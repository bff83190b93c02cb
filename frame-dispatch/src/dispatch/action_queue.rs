// SPDX-License-Identifier: MIT
//
// Author: Johannes Leupolz <dev@leupolz.eu>

use std::collections::VecDeque;
use std::fmt;

use crate::dispatch::queue_id::QueueId;

/// A unit of work executed on the main context.
pub type Action = Box<dyn FnOnce() + Send + 'static>;

/// Boxes a closure as an [`Action`], so differently typed closures can share one list.
pub fn action<F>(f: F) -> Action
where
    F: FnOnce() + Send + 'static,
{
    Box::new(f)
}

/// Ordered actions plus the callback fired once they have all run.
///
/// Actions are consumed from the front; an executed action is gone.
pub(crate) struct ActionQueue {
    id: QueueId,
    actions: VecDeque<Action>,
    on_complete: Action,
}

impl ActionQueue {
    pub(crate) fn new<I>(id: QueueId, actions: I, on_complete: Action) -> Self
    where
        I: IntoIterator<Item = Action>,
    {
        Self {
            id,
            actions: actions.into_iter().collect(),
            on_complete,
        }
    }

    pub(crate) fn id(&self) -> QueueId {
        self.id
    }

    pub(crate) fn pop_action(&mut self) -> Option<Action> {
        self.actions.pop_front()
    }

    pub(crate) fn remaining(&self) -> usize {
        self.actions.len()
    }

    pub(crate) fn into_completion(self) -> Action {
        self.on_complete
    }
}

impl fmt::Debug for ActionQueue {
    fn fmt(&self, f: &mut fmt::Formatter<'_>) -> fmt::Result {
        f.debug_struct("ActionQueue")
            .field("id", &self.id)
            .field("remaining", &self.actions.len())
            .finish()
    }
}
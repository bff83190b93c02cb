// SPDX-License-Identifier: MIT
//
// Author: Johannes Leupolz <dev@leupolz.eu>

use std::sync::{Condvar, Mutex, PoisonError};
use std::time::Duration;

/// Auto-reset event: one waiter is released per [`set`](OneShotSignal::set)
/// and waking consumes the signal.
// pattern is described on https://doc.rust-lang.org/stable/std/sync/struct.Condvar.html
#[derive(Debug, Default)]
pub struct OneShotSignal {
    set: Mutex<bool>,
    cvar: Condvar,
}

impl OneShotSignal {
    pub fn new() -> Self {
        Self::default()
    }

    pub fn set(&self) {
        let mut set = self.set.lock().unwrap_or_else(PoisonError::into_inner);
        *set = true;
        self.cvar.notify_one();
    }

    pub fn is_set(&self) -> bool {
        *self.set.lock().unwrap_or_else(PoisonError::into_inner)
    }

    /// Blocks until the signal is set, then resets it.
    pub fn wait(&self) {
        let mut set = self.set.lock().unwrap_or_else(PoisonError::into_inner);
        while !*set {
            set = self.cvar.wait(set).unwrap_or_else(PoisonError::into_inner);
        }
        *set = false;
    }

    /// Like [`wait`](OneShotSignal::wait), but gives up after `timeout`.
    /// Returns whether the signal was received.
    pub fn wait_timeout(&self, timeout: Duration) -> bool {
        let set = self.set.lock().unwrap_or_else(PoisonError::into_inner);
        let (mut set, _) = self
            .cvar
            .wait_timeout_while(set, timeout, |set| !*set)
            .unwrap_or_else(PoisonError::into_inner);
        if *set {
            *set = false;
            true
        } else {
            false
        }
    }
}
// SPDX-License-Identifier: MIT
//
// Author: Johannes Leupolz <dev@leupolz.eu>

pub mod frame_driver;
pub mod recorder;
pub mod trace_log;
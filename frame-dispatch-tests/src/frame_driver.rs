// SPDX-License-Identifier: MIT
//
// Author: Johannes Leupolz <dev@leupolz.eu>

use std::thread;
use std::time::{Duration, Instant};

use frame_dispatch::{Dispatcher, TickReport};

use crate::recorder::Recorder;

/// Plays the main context: ticks a dispatcher frame by frame and numbers the frames.
pub struct FrameDriver<'a> {
    dispatcher: &'a Dispatcher,
    recorder: Option<Recorder>,
    frame: u32,
}

impl<'a> FrameDriver<'a> {
    pub fn new(dispatcher: &'a Dispatcher) -> Self {
        Self {
            dispatcher,
            recorder: None,
            frame: 0,
        }
    }

    /// Events recorded by `recorder` are stamped with the current frame number.
    pub fn with_recorder(mut self, recorder: &Recorder) -> Self {
        self.recorder = Some(recorder.clone());
        self
    }

    pub fn frame(&self) -> u32 {
        self.frame
    }

    pub fn tick(&mut self) -> TickReport {
        self.frame += 1;
        if let Some(recorder) = &self.recorder {
            recorder.set_tick(self.frame);
        }
        self.dispatcher.tick()
    }

    /// Ticks until the dispatcher is idle. Panics after `max_frames`.
    pub fn drain(&mut self, max_frames: u32) -> Vec<TickReport> {
        let mut reports = Vec::new();
        while !self.dispatcher.is_idle() {
            assert!(
                reports.len() < max_frames as usize,
                "dispatcher still busy after {max_frames} frames"
            );
            reports.push(self.tick());
        }
        reports
    }

    /// Ticks (sleeping `frame_len` between frames) until `done` holds.
    /// Returns false on timeout.
    pub fn pump_until(
        &mut self,
        frame_len: Duration,
        timeout: Duration,
        mut done: impl FnMut() -> bool,
    ) -> bool {
        let deadline = Instant::now() + timeout;
        while !done() {
            if Instant::now() >= deadline {
                return false;
            }
            self.tick();
            thread::sleep(frame_len);
        }
        true
    }
}
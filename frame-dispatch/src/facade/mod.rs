// SPDX-License-Identifier: MIT
//
// Author: Johannes Leupolz <dev@leupolz.eu>

pub mod async_facade;
pub mod async_task;
pub mod closure_task;
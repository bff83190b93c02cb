// SPDX-License-Identifier: MIT
//
// Author: Johannes Leupolz <dev@leupolz.eu>

pub mod action_queue;
pub mod dispatcher;
pub mod queue_id;
pub mod reservation;
pub mod tick_report;
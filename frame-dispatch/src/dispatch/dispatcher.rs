// SPDX-License-Identifier: MIT
//
// Author: Johannes Leupolz <dev@leupolz.eu>

use std::{
    collections::VecDeque,
    fmt,
    future::Future,
    panic::{self, AssertUnwindSafe},
    pin::Pin,
    sync::{Arc, Mutex, MutexGuard, PoisonError},
    task::{Context, Poll},
    time::Duration,
};

use futures::channel::oneshot;
use log::{debug, error, trace, warn};

use crate::clock::{Clock, SystemClock};
use crate::config::{BudgetMode, DispatcherConfig, PanicPolicy, DEFAULT_MAX_TICK_BUDGET_SECONDS};
use crate::dispatch::action_queue::{action, Action, ActionQueue};
use crate::dispatch::queue_id::{IdAllocator, QueueId};
use crate::dispatch::reservation::{DispatcherInstance, ReservationToken};
use crate::dispatch::tick_report::TickReport;
use crate::error::{ConfigError, DispatchError};
use crate::signal::OneShotSignal;

/// Runs queues of actions submitted from any thread on the one thread that
/// calls [`tick`](Dispatcher::tick).
///
/// Share it between producers with an `Arc`. The queue lock is never held
/// while an action or completion callback runs, so actions may submit to or
/// cancel on the same dispatcher.
pub struct Dispatcher {
    instance: DispatcherInstance,
    config: DispatcherConfig,
    max_tick_budget: Duration,
    clock: Arc<dyn Clock>,
    created_at: Duration,
    ids: IdAllocator,
    queues: Mutex<VecDeque<ActionQueue>>,
}

enum Step {
    Run(QueueId, Action),
    Complete(ActionQueue),
}

impl Dispatcher {
    pub fn new(config: DispatcherConfig) -> Result<Self, ConfigError> {
        Self::with_clock(config, Arc::new(SystemClock::new()))
    }

    pub fn with_clock(config: DispatcherConfig, clock: Arc<dyn Clock>) -> Result<Self, ConfigError> {
        let max_tick_budget = config.max_tick_budget()?;
        Ok(Self::assemble(config, max_tick_budget, clock))
    }

    fn assemble(config: DispatcherConfig, max_tick_budget: Duration, clock: Arc<dyn Clock>) -> Self {
        let created_at = clock.now();
        Self {
            instance: DispatcherInstance::next(),
            config,
            max_tick_budget,
            clock,
            created_at,
            ids: IdAllocator::new(),
            queues: Mutex::new(VecDeque::new()),
        }
    }

    pub fn config(&self) -> &DispatcherConfig {
        &self.config
    }

    /// Appends a queue with a fresh id. Safe to call from any thread.
    pub fn submit<I, F>(&self, actions: I, on_complete: F) -> QueueId
    where
        I: IntoIterator<Item = Action>,
        F: FnOnce() + Send + 'static,
    {
        let id = self.ids.next();
        let queue = ActionQueue::new(id, actions, Box::new(on_complete));
        let mut queues = self.lock_queues();
        debug!("Queued {} with {} action(s)", id, queue.remaining());
        queues.push_back(queue);
        id
    }

    /// Appends a queue under an id reserved earlier with [`reserve`](Dispatcher::reserve).
    ///
    /// A token can only be redeemed once. On error nothing is enqueued.
    pub fn submit_reserved<I, F>(
        &self,
        actions: I,
        on_complete: F,
        token: &ReservationToken,
    ) -> Result<QueueId, DispatchError>
    where
        I: IntoIterator<Item = Action>,
        F: FnOnce() + Send + 'static,
    {
        let id = token.id();
        if token.issuer() != self.instance {
            warn!("Rejected reservation {}: issued by another dispatcher", id);
            return Err(DispatchError::ForeignReservation { id });
        }
        let queue = ActionQueue::new(id, actions, Box::new(on_complete));
        let mut queues = self.lock_queues();
        if let Err(e) = token.mark_used() {
            warn!("Rejected reservation {}: already used", id);
            return Err(e);
        }
        debug!("Queued reserved {} with {} action(s)", id, queue.remaining());
        queues.push_back(queue);
        Ok(id)
    }

    /// Reserves a queue id for a later [`submit_reserved`](Dispatcher::submit_reserved).
    pub fn reserve(&self) -> ReservationToken {
        let token = ReservationToken::new(self.ids.next(), self.instance);
        debug!("Reserved {}", token.id());
        token
    }

    pub fn submit_one<A, F>(&self, main_thread_action: A, on_complete: F) -> QueueId
    where
        A: FnOnce() + Send + 'static,
        F: FnOnce() + Send + 'static,
    {
        self.submit([action(main_thread_action)], on_complete)
    }

    /// Fire-and-forget single action.
    pub fn post<A>(&self, main_thread_action: A) -> QueueId
    where
        A: FnOnce() + Send + 'static,
    {
        self.submit_one(main_thread_action, || {})
    }

    /// Submits a queue whose completion sets `signal`, for callers that block
    /// until the main context has run their actions.
    pub fn submit_signalled<I>(&self, actions: I, signal: Arc<OneShotSignal>) -> QueueId
    where
        I: IntoIterator<Item = Action>,
    {
        self.submit(actions, move || signal.set())
    }

    /// Submits a queue and returns a future resolving once it completes.
    ///
    /// The future resolves to `Err(Canceled)` if the queue is cancelled or the
    /// dispatcher is dropped first.
    pub fn submit_awaitable<I>(&self, actions: I) -> (QueueId, QueueCompletion)
    where
        I: IntoIterator<Item = Action>,
    {
        let (tx, rx) = oneshot::channel();
        let id = self.submit(actions, move || {
            // the receiver may have been dropped; nobody is waiting then
            let _ = tx.send(());
        });
        (id, QueueCompletion { rx })
    }

    /// Removes every queue with the given id without firing its completion.
    ///
    /// An action that is currently running still finishes. Returns the number
    /// of queues removed.
    pub fn cancel(&self, queue_id: QueueId) -> usize {
        let removed = {
            let mut queues = self.lock_queues();
            let mut removed = Vec::new();
            let mut i = 0;
            while i < queues.len() {
                if queues[i].id() == queue_id {
                    removed.extend(queues.remove(i));
                } else {
                    i += 1;
                }
            }
            removed
        };
        // dropped outside the lock, captured state may run arbitrary Drop code
        let count = removed.len();
        drop(removed);
        if count > 0 {
            debug!("Cancelled {} ({} queue(s))", queue_id, count);
        }
        count
    }

    /// Drains queued work until everything ran or the budget is spent.
    ///
    /// Must only be called from the main context, never concurrently with
    /// itself. The budget is checked after every action; a yielded tick leaves
    /// the front queue in place and the next tick continues with its next
    /// action.
    pub fn tick(&self) -> TickReport {
        let tick_start = self.clock.now();
        let budget_origin = match self.config.budget_mode {
            BudgetMode::PerTick => tick_start,
            BudgetMode::SinceStart => self.created_at,
        };
        let mut report = TickReport::default();

        loop {
            let step = {
                let mut queues = self.lock_queues();
                let Some(front) = queues.front_mut() else {
                    break;
                };
                let id = front.id();
                match front.pop_action() {
                    Some(next) => Step::Run(id, next),
                    None => match queues.pop_front() {
                        Some(done) => Step::Complete(done),
                        None => break,
                    },
                }
            };

            match step {
                Step::Run(id, next) => {
                    trace!("Running action of {}", id);
                    self.invoke(id, "action", next);
                    report.actions_executed += 1;
                    if self.clock.now().saturating_sub(budget_origin) > self.max_tick_budget {
                        report.yielded = !self.is_idle();
                        break;
                    }
                }
                Step::Complete(done) => {
                    let id = done.id();
                    self.invoke(id, "completion", done.into_completion());
                    debug!("Completed {}", id);
                    report.completed.push(id);
                }
            }
        }

        report.elapsed = self.clock.now().saturating_sub(tick_start);
        if report.yielded {
            trace!(
                "Tick yielded after {} action(s), {:?}",
                report.actions_executed,
                report.elapsed
            );
        }
        report
    }

    pub fn pending_queues(&self) -> usize {
        self.lock_queues().len()
    }

    pub fn pending_actions(&self, queue_id: QueueId) -> Option<usize> {
        self.lock_queues()
            .iter()
            .find(|queue| queue.id() == queue_id)
            .map(|queue| queue.remaining())
    }

    pub fn contains(&self, queue_id: QueueId) -> bool {
        self.lock_queues().iter().any(|queue| queue.id() == queue_id)
    }

    pub fn is_idle(&self) -> bool {
        self.lock_queues().is_empty()
    }

    fn invoke(&self, id: QueueId, what: &str, f: Action) {
        match panic::catch_unwind(AssertUnwindSafe(f)) {
            Ok(()) => {}
            Err(payload) => match self.config.panic_policy {
                PanicPolicy::Isolate => {
                    error!(
                        "{} of {} panicked: {}",
                        what,
                        id,
                        panic_message(payload.as_ref())
                    );
                }
                PanicPolicy::Propagate => {
                    warn!("{} of {} panicked, abandoning this tick", what, id);
                    panic::resume_unwind(payload);
                }
            },
        }
    }

    // user code never runs under this lock, so a poisoned lock still holds consistent data
    fn lock_queues(&self) -> MutexGuard<'_, VecDeque<ActionQueue>> {
        self.queues.lock().unwrap_or_else(PoisonError::into_inner)
    }
}

impl Default for Dispatcher {
    fn default() -> Self {
        Self::assemble(
            DispatcherConfig::default(),
            Duration::from_secs_f64(DEFAULT_MAX_TICK_BUDGET_SECONDS),
            Arc::new(SystemClock::new()),
        )
    }
}

impl fmt::Debug for Dispatcher {
    fn fmt(&self, f: &mut fmt::Formatter<'_>) -> fmt::Result {
        f.debug_struct("Dispatcher")
            .field("config", &self.config)
            .field("pending_queues", &self.pending_queues())
            .finish()
    }
}

/// Resolves when a queue submitted with
/// [`Dispatcher::submit_awaitable`] has completed.
#[derive(Debug)]
#[must_use = "futures do nothing unless polled"]
pub struct QueueCompletion {
    rx: oneshot::Receiver<()>,
}

impl Future for QueueCompletion {
    type Output = Result<(), oneshot::Canceled>;

    fn poll(mut self: Pin<&mut Self>, cx: &mut Context<'_>) -> Poll<Self::Output> {
        Pin::new(&mut self.rx).poll(cx)
    }
}

fn panic_message(payload: &(dyn std::any::Any + Send)) -> &str {
    if let Some(s) = payload.downcast_ref::<&'static str>() {
        s
    } else if let Some(s) = payload.downcast_ref::<String>() {
        s.as_str()
    } else {
        "<non-string panic payload>"
    }
}
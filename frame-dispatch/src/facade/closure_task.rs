// SPDX-License-Identifier: MIT
//
// Author: Johannes Leupolz <dev@leupolz.eu>

use std::fmt;

use crate::facade::async_task::AsyncTask;

type Hook = Box<dyn Fn() + Send + Sync + 'static>;

/// An [`AsyncTask`] assembled from closures.
pub struct ClosureTask {
    desc: String,
    body: Hook,
    initialize: Option<Hook>,
    start: Option<Hook>,
    end: Option<Hook>,
}

impl ClosureTask {
    pub fn new<F>(desc: impl Into<String>, body: F) -> Self
    where
        F: Fn() + Send + Sync + 'static,
    {
        Self {
            desc: desc.into(),
            body: Box::new(body),
            initialize: None,
            start: None,
            end: None,
        }
    }

    pub fn on_initialize<F>(mut self, f: F) -> Self
    where
        F: Fn() + Send + Sync + 'static,
    {
        self.initialize = Some(Box::new(f));
        self
    }

    pub fn on_start<F>(mut self, f: F) -> Self
    where
        F: Fn() + Send + Sync + 'static,
    {
        self.start = Some(Box::new(f));
        self
    }

    pub fn on_end<F>(mut self, f: F) -> Self
    where
        F: Fn() + Send + Sync + 'static,
    {
        self.end = Some(Box::new(f));
        self
    }
}

impl AsyncTask for ClosureTask {
    fn desc(&self) -> &str {
        &self.desc
    }

    fn initialize(&self) {
        if let Some(f) = &self.initialize {
            f();
        }
    }

    fn handles_start(&self) -> bool {
        self.start.is_some()
    }

    fn start(&self) {
        if let Some(f) = &self.start {
            f();
        }
    }

    fn run(&self) {
        (self.body)();
    }

    fn end(&self) {
        if let Some(f) = &self.end {
            f();
        }
    }
}

impl fmt::Debug for ClosureTask {
    fn fmt(&self, f: &mut fmt::Formatter<'_>) -> fmt::Result {
        f.debug_struct("ClosureTask")
            .field("desc", &self.desc)
            .field("initialize", &self.initialize.is_some())
            .field("start", &self.start.is_some())
            .field("end", &self.end.is_some())
            .finish()
    }
}
// SPDX-License-Identifier: MIT
//
// Author: Johannes Leupolz <dev@leupolz.eu>

use std::sync::atomic::Ordering;

use frame_dispatch::TickReport;
use serde::{Deserialize, Serialize};

use crate::workload::WorkloadCounters;

#[derive(Serialize, Deserialize, Debug, Default, PartialEq)]
pub struct RunReport {
    pub frames: u32,

    pub yielded_ticks: u32,

    pub actions_executed: usize,

    pub queues_completed: usize,

    pub queues_cancelled: usize,

    pub max_tick_ms: f64,

    pub total_tick_ms: f64,

    /// Completion callbacks seen by the workers' queues. queues_completed also
    /// counts the warm-up task's start and end queues.
    pub completions_observed: usize,
}

impl RunReport {
    pub fn record_tick(&mut self, tick: &TickReport) {
        let tick_ms = tick.elapsed.as_secs_f64() * 1000.0;
        self.frames += 1;
        self.actions_executed += tick.actions_executed;
        self.queues_completed += tick.queues_completed();
        if tick.yielded {
            self.yielded_ticks += 1;
        }
        self.total_tick_ms += tick_ms;
        if tick_ms > self.max_tick_ms {
            self.max_tick_ms = tick_ms;
        }
    }

    pub fn finish(&mut self, counters: &WorkloadCounters) {
        self.queues_cancelled = counters.queues_cancelled.load(Ordering::Relaxed);
        self.completions_observed = counters.queues_completed.load(Ordering::Relaxed);
    }
}
// SPDX-License-Identifier: MIT
//
// Author: Johannes Leupolz <dev@leupolz.eu>

use std::sync::atomic::{AtomicU32, Ordering};
use std::sync::{Arc, Mutex};
use std::thread;
use std::time::Duration;

use frame_dispatch::{action, Action, ManualClock};

use crate::trace_log::{TraceEvent, TraceLog};

/// Records which action or completion ran, on which thread and in which tick.
#[derive(Debug, Clone, Default)]
pub struct Recorder {
    events: Arc<Mutex<Vec<TraceEvent>>>,
    tick: Arc<AtomicU32>,
}

impl Recorder {
    pub fn new() -> Self {
        Self::default()
    }

    pub fn set_tick(&self, tick: u32) {
        self.tick.store(tick, Ordering::SeqCst);
    }

    pub fn record(&self, label: &str) {
        let thread = thread::current()
            .name()
            .map(str::to_string)
            .unwrap_or_else(|| format!("{:?}", thread::current().id()));
        self.events.lock().unwrap().push(TraceEvent {
            label: label.to_string(),
            tick: self.tick.load(Ordering::SeqCst),
            thread,
        });
    }

    pub fn action(&self, label: impl Into<String>) -> Action {
        let recorder = self.clone();
        let label = label.into();
        action(move || recorder.record(&label))
    }

    /// Records itself and moves `clock` forward by `cost`.
    pub fn costly_action(&self, label: impl Into<String>, clock: &ManualClock, cost: Duration) -> Action {
        let recorder = self.clone();
        let clock = clock.clone();
        let label = label.into();
        action(move || {
            recorder.record(&label);
            clock.advance(cost);
        })
    }

    pub fn actions(&self, prefix: &str, count: usize) -> Vec<Action> {
        (1..=count).map(|i| self.action(format!("{prefix}{i}"))).collect()
    }

    pub fn completion(&self, label: impl Into<String>) -> impl FnOnce() + Send + 'static {
        let recorder = self.clone();
        let label = label.into();
        move || recorder.record(&label)
    }

    pub fn trace(&self) -> TraceLog {
        TraceLog {
            events: self.events.lock().unwrap().clone(),
        }
    }

    pub fn count(&self, label: &str) -> usize {
        self.events
            .lock()
            .unwrap()
            .iter()
            .filter(|e| e.label == label)
            .count()
    }
}
//! # Manager: creates components, owns the registry, drives bootstrap and shutdown.
//!
//! The [`Manager`] owns the event bus, a [`SubscriberSet`], the component
//! [`Registry`] and the [`Provider`]. Every pool and controller is created
//! through it and registers itself under its `(kind, key)`.
//!
//! ## Key responsibilities
//! - create pools, the single slot and persistent controllers from their configs
//! - enforce one live component per `(kind, key)` (via the registry)
//! - run [`initialize_all`](Manager::initialize_all) with an [`InitStrategy`]
//! - forward bus events to the subscriber set
//! - dispose every component on [`shutdown`](Manager::shutdown)
//!
//! ## High-level architecture
//! ```text
//! Manager::builder(cfg, provider).with_subscribers(subs).build()
//!     └─► subscriber_listener(): Bus.subscribe() ─► SubscriberSet::emit(&Event)
//!
//! initialize_all(strategy, Bootstrap { single_slot, pools, persistents }):
//!   NoAwait + single_slot ──► Err(StrategyViolation)        (nothing started)
//!   EagerAwait   : provider.initialize ─► single slot ─► join(pools, persistents) ─► complete
//!   PartialAwait : provider.initialize ─► single slot ─► spawn(join(...) ─► complete)
//!   NoAwait      : spawn(provider.initialize ─► join(...) ─► complete)
//!
//! Component flow:
//!   initialize_pool(cfg)        ─► Pool::new ─► Registry::register ─► Pool::fill
//!   initialize_single_slot(cfg) ─► gate(load_chance) ─► SingleSlot::new ─► register ─► load
//!   initialize_persistent(cfg)  ─► Persistent::new ─► register ─► load (retry, then fail)
//!
//! Shutdown path:
//!   shutdown() ─► Bus.publish(ShutdownRequested)
//!              ─► dispose every registered component (ComponentRemoved, UnitDisposed)
//!              ─► token.cancel() ─► listener drains the bus and exits
//! ```
//!
//! ## Example
//! ```rust
//! use std::sync::Arc;
//! use preloadvisor::{
//!     Bootstrap, Config, InitStrategy, LoadError, LoadTarget, Manager, PoolConfig, Provider,
//!     ResourceKey, ResourceKind, ShowEvent, ShowSession,
//! };
//!
//! struct Echo;
//!
//! #[async_trait::async_trait]
//! impl Provider for Echo {
//!     type Unit = String;
//!
//!     async fn load(&self, target: &LoadTarget) -> Result<String, LoadError> {
//!         Ok(target.key.to_string())
//!     }
//!     fn show(&self, _unit: &String, session: ShowSession) {
//!         session.emit(ShowEvent::Showed);
//!         session.emit(ShowEvent::Dismissed);
//!     }
//!     fn dispose(&self, _unit: &String) {}
//! }
//!
//! #[tokio::main(flavor = "current_thread")]
//! async fn main() -> Result<(), Box<dyn std::error::Error>> {
//!     let mgr = Manager::builder(Config::default(), Arc::new(Echo)).build();
//!
//!     let key = ResourceKey::new("interstitial-home")?;
//!     let boot = Bootstrap::new().with_pool(PoolConfig::new(ResourceKind::Interstitial, key, 2));
//!     mgr.initialize_all(InitStrategy::EagerAwait, boot).await?;
//!
//!     let pool = mgr.pool_or_none(ResourceKind::Interstitial, "interstitial-home").unwrap();
//!     assert_eq!(pool.units_ready(), 2);
//!     assert!(pool.take(1.0, None)?);
//!
//!     mgr.shutdown().await;
//!     Ok(())
//! }
//! ```

use std::sync::atomic::{AtomicBool, Ordering};
use std::sync::{Arc, Weak};

use futures::future::join_all;
use parking_lot::Mutex;
use tokio::{
    sync::{broadcast, watch},
    task::JoinHandle,
};
use tokio_util::sync::CancellationToken;

use crate::{
    error::PreloadError,
    events::{Bus, Event, EventKind},
    policies::{InitStrategy, gate},
    resources::{PersistentConfig, PoolConfig, Provider, ResourceKind, SingleSlotConfig},
    subscribers::SubscriberSet,
};

use super::{
    builder::ManagerBuilder,
    config::Config,
    persistent::Persistent,
    pool::Pool,
    registry::{Component, Registry},
    single_slot::SingleSlot,
};

/// Set of components started by [`Manager::initialize_all`].
#[derive(Debug, Default)]
pub struct Bootstrap {
    /// Optional single-slot resource (not allowed with [`InitStrategy::NoAwait`]).
    pub single_slot: Option<SingleSlotConfig>,
    /// Pools to create and fill.
    pub pools: Vec<PoolConfig>,
    /// Persistent controllers to create and load.
    pub persistents: Vec<PersistentConfig>,
}

impl Bootstrap {
    pub fn new() -> Self {
        Self::default()
    }

    pub fn with_single_slot(mut self, cfg: SingleSlotConfig) -> Self {
        self.single_slot = Some(cfg);
        self
    }

    pub fn with_pool(mut self, cfg: PoolConfig) -> Self {
        self.pools.push(cfg);
        self
    }

    pub fn with_persistent(mut self, cfg: PersistentConfig) -> Self {
        self.persistents.push(cfg);
        self
    }

    fn validate(&self) -> Result<(), PreloadError> {
        if let Some(slot) = &self.single_slot {
            slot.validate()?;
        }
        for pool in &self.pools {
            pool.validate()?;
        }
        for persistent in &self.persistents {
            persistent.validate()?;
        }
        Ok(())
    }
}

/// Creates and tracks pools and controllers for one [`Provider`].
pub struct Manager<P: Provider> {
    cfg: Config,
    bus: Bus,
    subs: Arc<SubscriberSet>,
    registry: Arc<Registry<P>>,
    provider: Arc<P>,

    me: Weak<Self>,
    closing: AtomicBool,
    token: CancellationToken,
    complete: watch::Sender<bool>,
    listener: Mutex<Option<JoinHandle<()>>>,
}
☆ ☆ ☆
__Directions__. Which of the lines above include the string "SystemClock"? Pick them out and copy them.

__Result of this exercise__.
use crate::clock::{Clock, SystemClock};
        Self::with_clock(config, Arc::new(SystemClock::new()))
            Arc::new(SystemClock::new()),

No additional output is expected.